When the actual value of the predefined physical quantity, which is
used as an optimum value index, differs from the target value in
any cylinder due to the influence of unit-to-unit variation and
aging, the second aspect of the present invention corrects the
control parameter for the affected cylinder in such a manner as to
adjust such a difference. Thus, the second aspect of the present
invention provides robustness against unit-to-unit variation and
aging.
According to a third aspect of the present invention, in the
apparatus according to the first or second aspect of the present
invention, the predefined physical quantity may be an angular
acceleration of the internal combustion engine.

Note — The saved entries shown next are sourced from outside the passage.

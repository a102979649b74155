use super::*;

async fn setup() -> (ChatDirectory, UserId, UserId, ConversationId) {
    let directory = ChatDirectory::default();
    let buyer = UserId::from("buyer");
    let seller = UserId::from("seller");
    let conversation = get_or_create_conversation(
        &directory,
        &buyer,
        &seller,
        Some(ListingId::from("listing-1")),
    )
    .await
    .expect("conversation");
    (directory, buyer, seller, conversation.id)
}

#[tokio::test]
async fn get_or_create_returns_existing_conversation_for_both_sides() {
    let (directory, buyer, seller, conversation_id) = setup().await;

    let again = get_or_create_conversation(
        &directory,
        &seller,
        &buyer,
        Some(ListingId::from("listing-1")),
    )
    .await
    .expect("existing");
    assert_eq!(again.id, conversation_id);
    assert_eq!(again.other_user.id, buyer);

    let other_listing = get_or_create_conversation(&directory, &buyer, &seller, None)
        .await
        .expect("separate conversation");
    assert_ne!(other_listing.id, conversation_id);
}

#[tokio::test]
async fn cannot_start_conversation_with_yourself() {
    let directory = ChatDirectory::default();
    let me = UserId::from("me");
    let err = get_or_create_conversation(&directory, &me, &me, None)
        .await
        .expect_err("should fail");
    assert!(matches!(err.code, ErrorCode::Validation));
}

#[tokio::test]
async fn posting_updates_summary_and_receiver_unread() {
    let (directory, buyer, seller, conversation_id) = setup().await;

    let message = post_message(&directory, &buyer, &conversation_id, &seller, "  is it available? ")
        .await
        .expect("posted");
    assert_eq!(message.body, "is it available?");

    let seller_view = list_conversations(&directory, &seller).await.expect("list");
    assert_eq!(seller_view.len(), 1);
    assert_eq!(seller_view[0].unread_count, 1);
    assert_eq!(seller_view[0].last_message.as_deref(), Some("is it available?"));

    let buyer_view = list_conversations(&directory, &buyer).await.expect("list");
    assert_eq!(buyer_view[0].unread_count, 0);
}

#[tokio::test]
async fn outsiders_cannot_post_or_read() {
    let (directory, buyer, _seller, conversation_id) = setup().await;
    let outsider = UserId::from("outsider");

    let err = post_message(&directory, &outsider, &conversation_id, &buyer, "hi")
        .await
        .expect_err("should fail");
    assert!(matches!(err.code, ErrorCode::Forbidden));

    let err = list_messages(&directory, &outsider, &conversation_id, 1)
        .await
        .expect_err("should fail");
    assert!(matches!(err.code, ErrorCode::Forbidden));
    assert!(!directory.is_participant(&outsider, &conversation_id).await);
}

#[tokio::test]
async fn empty_and_oversized_bodies_are_rejected() {
    let (directory, buyer, seller, conversation_id) = setup().await;
    for body in ["   ".to_string(), "x".repeat(MAX_MESSAGE_CHARS + 1)] {
        let err = post_message(&directory, &buyer, &conversation_id, &seller, &body)
            .await
            .expect_err("should fail");
        assert!(matches!(err.code, ErrorCode::Validation));
    }
}

#[tokio::test]
async fn history_pages_count_back_from_newest() {
    let (directory, buyer, seller, conversation_id) = setup().await;
    for n in 0..(PAGE_SIZE + 5) {
        post_message(&directory, &buyer, &conversation_id, &seller, &format!("m{n}"))
            .await
            .expect("posted");
    }

    let first = list_messages(&directory, &seller, &conversation_id, 1)
        .await
        .expect("page 1");
    assert_eq!(first.messages.len(), PAGE_SIZE);
    assert_eq!(first.messages[0].body, "m5");
    assert_eq!(first.has_more, Some(true));

    let second = list_messages(&directory, &seller, &conversation_id, 2)
        .await
        .expect("page 2");
    let bodies: Vec<_> = second.messages.iter().map(|m| m.body.as_str()).collect();
    assert_eq!(bodies, vec!["m0", "m1", "m2", "m3", "m4"]);
    assert_eq!(second.has_more, Some(false));

    let seller_view = list_conversations(&directory, &seller).await.expect("list");
    assert_eq!(seller_view[0].unread_count, 0);
}

#[tokio::test]
async fn unknown_conversation_is_not_found() {
    let directory = ChatDirectory::default();
    let err = list_messages(&directory, &"u1".into(), &"nope".into(), 1)
        .await
        .expect_err("should fail");
    assert!(matches!(err.code, ErrorCode::NotFound));
}
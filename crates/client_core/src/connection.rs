use std::time::Duration;

use shared::domain::UserId;
use tracing::{info, warn};

use crate::error::{ChatError, TransportError};

#[derive(Debug, Clone, Copy, PartialEq, Eq)]
pub enum ConnectionState {
    Disconnected,
    Connecting,
    Connected,
    Reconnecting { attempt: u32 },
}

#[derive(Debug, Clone, Copy, PartialEq, Eq)]
pub struct ReconnectPolicy {
    pub max_attempts: u32,
    pub delay: Duration,
}

impl Default for ReconnectPolicy {
    fn default() -> Self {
        Self {
            max_attempts: 5,
            delay: Duration::from_secs(1),
        }
    }
}

#[derive(Clone, PartialEq, Eq)]
pub struct Credentials {
    pub user_id: UserId,
    pub token: Option<String>,
}

impl Credentials {
    pub fn new(user_id: impl Into<UserId>, token: impl Into<String>) -> Self {
        Self {
            user_id: user_id.into(),
            token: Some(token.into()),
        }
    }

    pub fn anonymous(user_id: impl Into<UserId>) -> Self {
        Self {
            user_id: user_id.into(),
            token: None,
        }
    }

    pub(crate) fn bearer(&self) -> Option<&str> {
        self.token.as_deref().filter(|token| !token.trim().is_empty())
    }
}

impl std::fmt::Debug for Credentials {
    fn fmt(&self, f: &mut std::fmt::Formatter<'_>) -> std::fmt::Result {
        f.debug_struct("Credentials")
            .field("user_id", &self.user_id)
            .field("token", &self.token.as_ref().map(|_| "<redacted>"))
            .finish()
    }
}

#[derive(Debug, Clone)]
pub struct Session {
    pub user_id: UserId,
    pub token: String,
}

/// One scheduled connection attempt. `attempt` is 0 for the initial connect.
#[derive(Debug, Clone, Copy, PartialEq, Eq)]
pub struct ConnectAttempt {
    pub generation: u64,
    pub attempt: u32,
    pub delay: Duration,
}

#[derive(Debug, Clone, PartialEq, Eq)]
pub enum AttemptFailure {
    /// The outcome belongs to a torn-down cycle.
    Stale,
    Rejected(String),
    Retry(ConnectAttempt),
    Exhausted,
}

/// Connection lifecycle bookkeeping. Owns no I/O: the event loop performs the
/// attempts this type schedules and reports their outcome back.
#[derive(Debug)]
pub struct ConnectionManager {
    state: ConnectionState,
    policy: ReconnectPolicy,
    session: Option<Session>,
    generation: u64,
}

impl ConnectionManager {
    pub fn new(policy: ReconnectPolicy) -> Self {
        Self {
            state: ConnectionState::Disconnected,
            policy,
            session: None,
            generation: 0,
        }
    }

    pub fn state(&self) -> ConnectionState {
        self.state
    }

    pub fn is_connected(&self) -> bool {
        self.state == ConnectionState::Connected
    }

    pub fn session(&self) -> Option<&Session> {
        self.session.as_ref()
    }

    pub fn policy(&self) -> ReconnectPolicy {
        self.policy
    }

    pub fn begin_connect(&mut self, credentials: Credentials) -> Result<ConnectAttempt, ChatError> {
        let Some(token) = credentials.bearer() else {
            warn!(user_id = %credentials.user_id, "connection: no token available, not connecting");
            return Err(ChatError::AuthRequired);
        };

        self.session = Some(Session {
            user_id: credentials.user_id.clone(),
            token: token.to_string(),
        });
        self.generation += 1;
        self.state = ConnectionState::Connecting;
        info!(user_id = %credentials.user_id, "connection: connecting");
        Ok(ConnectAttempt {
            generation: self.generation,
            attempt: 0,
            delay: Duration::ZERO,
        })
    }

    /// Returns false when the link belongs to a stale cycle and must be discarded.
    pub fn on_connected(&mut self, generation: u64) -> bool {
        if generation != self.generation || self.session.is_none() {
            return false;
        }
        match self.state {
            ConnectionState::Connecting | ConnectionState::Reconnecting { .. } => {
                self.state = ConnectionState::Connected;
                info!("connection: connected");
                true
            }
            _ => false,
        }
    }

    pub fn on_attempt_failed(
        &mut self,
        generation: u64,
        attempt: u32,
        error: &TransportError,
    ) -> AttemptFailure {
        if generation != self.generation {
            return AttemptFailure::Stale;
        }
        if !matches!(
            self.state,
            ConnectionState::Connecting | ConnectionState::Reconnecting { .. }
        ) {
            return AttemptFailure::Stale;
        }

        match error {
            TransportError::Rejected(reason) => {
                warn!(%reason, "connection: handshake rejected");
                self.give_up();
                AttemptFailure::Rejected(reason.clone())
            }
            TransportError::InvalidEndpoint(reason) => {
                warn!(%reason, "connection: endpoint unusable");
                self.give_up();
                AttemptFailure::Exhausted
            }
            TransportError::Io(reason) => {
                warn!(attempt, %reason, "connection: attempt failed");
                self.schedule_retry(attempt + 1)
            }
        }
    }

    /// An established link went away without a local disconnect.
    pub fn on_dropped(&mut self) -> AttemptFailure {
        if self.state != ConnectionState::Connected {
            return AttemptFailure::Stale;
        }
        warn!("connection: transport dropped");
        self.schedule_retry(1)
    }

    /// Returns true when there was something to tear down.
    pub fn disconnect(&mut self) -> bool {
        let was_active = self.state != ConnectionState::Disconnected;
        self.generation += 1;
        self.session = None;
        self.state = ConnectionState::Disconnected;
        if was_active {
            info!("connection: disconnected");
        }
        was_active
    }

    fn schedule_retry(&mut self, attempt: u32) -> AttemptFailure {
        if attempt > self.policy.max_attempts {
            warn!(
                max_attempts = self.policy.max_attempts,
                "connection: reconnect budget exhausted"
            );
            self.give_up();
            return AttemptFailure::Exhausted;
        }
        self.state = ConnectionState::Reconnecting { attempt };
        AttemptFailure::Retry(ConnectAttempt {
            generation: self.generation,
            attempt,
            delay: self.policy.delay,
        })
    }

    fn give_up(&mut self) {
        self.generation += 1;
        self.state = ConnectionState::Disconnected;
    }
}

#[cfg(test)]
#[path = "tests/connection_tests.rs"]
mod tests;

According to a fourth aspect of the present invention, in the
apparatus according to the second aspect of the present invention,
the control parameter may be the fuel injection amount for the
affected cylinder.
According to a fifth aspect of the present invention, in the
apparatus according to the second or fourth aspect of the present
invention, the control parameter is the ignition timing for the
affected cylinder.
BRIEF DESCRIPTION OF DRAWINGS
FIG. 1 is a graph illustrating typical target angular acceleration
settings according to an embodiment of the present invention;
FIG. 2 is a graph illustrating typical optimum fuel injection
amount settings for an engine temperature of 10.degree. C.;
FIG. 3 is a graph illustrating typical optimum fuel injection
amount settings for an engine temperature of 10.degree. C.;
FIG. 4 shows a map from which a temperature correction coefficient
value is read according to an engine temperature;
FIG. 5 is a flowchart illustrating a temperature correction
coefficient correction routine that is executed by an embodiment of
the present invention;
FIG. 6 is a graph illustrating angular acceleration behavior in an
actual internal combustion engine;
FIG. 7 is a graph illustrating optimum fuel injection amount
settings corrected in accordance with the actual angular
acceleration behavior shown in FIG. 6;
FIG. 8 is a flowchart illustrating an optimum value correction
routine that is executed by an embodiment of the present
invention;
FIG. 9 shows a map for correcting the optimum fuel injection amount
and ignition timing; and
FIG. 10 is a flowchart illustrating a routine that is executed to
select optimum values for fuel injection amount and ignition timing
from the map shown in FIG. 9.
BEST MODE FOR CARRYING OUT THE INVENTION
An embodiment of the present invention will now be described with
reference to the accompanying drawings.
FIGS. 1 to 8 illustrate an internal combustion engine control
apparatus according to an embodiment of the present invention. The
internal combustion engine control apparatus according to the
present embodiment is implemented as an ECU (Electronic Control
Unit). The ECU stores data that is used to control an internal
combustion engine. One of the data stored in the ECU indicates a
fuel injection amount for internal combustion engine startup. The
ECU exercises fuel injection control in accordance with a stored
fuel injection amount for a predetermined number of injections or
cycles at internal combustion engine startup, and then switches to
normal fuel injection control, which is exercised in accordance
with an intake air amount.
The startup fuel injection amount stored in the ECU is determined
by performing a fuel injection amount optimization procedure on a
real machine at an internal combustion engine development stage. An
angular acceleration (crankshaft angular acceleration) of the
internal combustion engine is a physical quantity that is related
to the operating performance characteristics of the internal
combustion engine. In the present embodiment, the angular
acceleration is used as a quantitative index for fuel injection
amount optimization purposes. More specifically, the average
angular acceleration for a region between the compression TDC of
each cylinder and an angle obtained by dividing an angle of
720.degree. by the number of cylinders (a region between the
compression TDC and BDC in the case of a four-cylinder engine) is
used as an index for fuel injection amount optimization. It is
assumed that the present embodiment optimizes the fuel injection
amount for four-cylinder engine startup. The following advantage is
provided when the average angular acceleration for the
above-mentioned region is used as an index for fuel injection
amount optimization.
When a motion equation is used, the indicated torque "Ti", which is
generated on a crankshaft when combustion occurs in the internal
combustion engine, can be calculated from Equations (1) and (2)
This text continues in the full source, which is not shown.